Os Recorrentes reclamaram desta decisão nos seguintes termos:
“A., e B., Arguidos e Recorrentes nos autos à margem epigrafados, notificados da decisão sumária n.º 51/2011 proferida pelo Exmo. Senhor Juiz Relator, vêm, nos termos do disposto no n.º 3 do artigo 78.º-A da LTC
RECLAMAR da mesma para a Conferencia atenta a sua insuficiência de fundamentação, requerendo, por conseguinte, seja preferido Acórdão sobre as questões suscitadas no Recurso.
O Ministério Público pronunciou-se pelo indeferimento da reclamação.
Fundamentação
A decisão reclamada fundamentou o não conhecimento do recurso no facto da interpretação normativa cuja constitucionalidade os Recorrentes pretendiam ver apreciada não integrar a ratio decidendi da decisão recorrida.
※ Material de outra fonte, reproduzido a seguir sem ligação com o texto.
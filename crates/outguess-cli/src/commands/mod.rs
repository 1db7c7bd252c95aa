use std::fs::{self, File};
use std::io::{self, Write};
use std::path::{Path, PathBuf};

use crate::CliResult;

pub mod capacity;
pub mod check;
pub mod hide;
pub mod resist;
pub mod unveil;

/// Write `bytes` to `path` via a sibling temp file and a rename, so readers
/// never see a partially written file.
pub(crate) fn write_atomically(path: &Path, bytes: &[u8]) -> CliResult<()> {
    let temp = temp_path(path)?;
    let written = File::create(&temp).and_then(|mut file| {
        file.write_all(bytes)?;
        file.sync_all()
    });
    if let Err(e) = written.and_then(|_| fs::rename(&temp, path)) {
        let _ = fs::remove_file(&temp);
        return Err(e.into());
    }
    Ok(())
}

fn temp_path(path: &Path) -> io::Result<PathBuf> {
    let file_name = path.file_name().ok_or_else(|| {
        io::Error::new(
            io::ErrorKind::InvalidInput,
            format!("{} is not a file path", path.display()),
        )
    })?;
    let mut temp_name = std::ffi::OsString::from(".");
    temp_name.push(file_name);
    temp_name.push(format!(".{}.tmp", std::process::id()));
    Ok(path.with_file_name(temp_name))
}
Na reclamação apresentada os Recorrentes limitam-se a invocar a insuficiência da fundamentação da decisão reclamada.
Sem razão, uma vez que esta mostra-se dotada de fundamentação bastante para a compreensão do sentido do decidido, revelando-se acertada a posição de não conhecer do mérito do recurso, uma vez que a questão colocada ao Tribunal Constitucional não sustentou a decisão recorrida.
Assim, a natureza instrumental do recurso de constitucionalidade impede o seu conhecimento, pelo que deve ser indeferida a reclamação apresentada.
Decisão
Pelo exposto, indefere-se a reclamação apresentada por A. e B., da decisão sumária proferida nestes autos em 25 de Janeiro de 2010.
Custas pelos Recorrentes, fixando-se a taxa de justiça em 20 unidades de conta, ponderados os critérios referidos no artigo 9.º, n.º 1, do Decreto-Lei n.º 303/98, de 7 de Outubro (artigo 7.º do mesmo diploma).
Lisboa, 3 de Março de 2011.- João Cura Mariano – Catarina Sarmento e Castro – Rui Manuel Moura Ramos.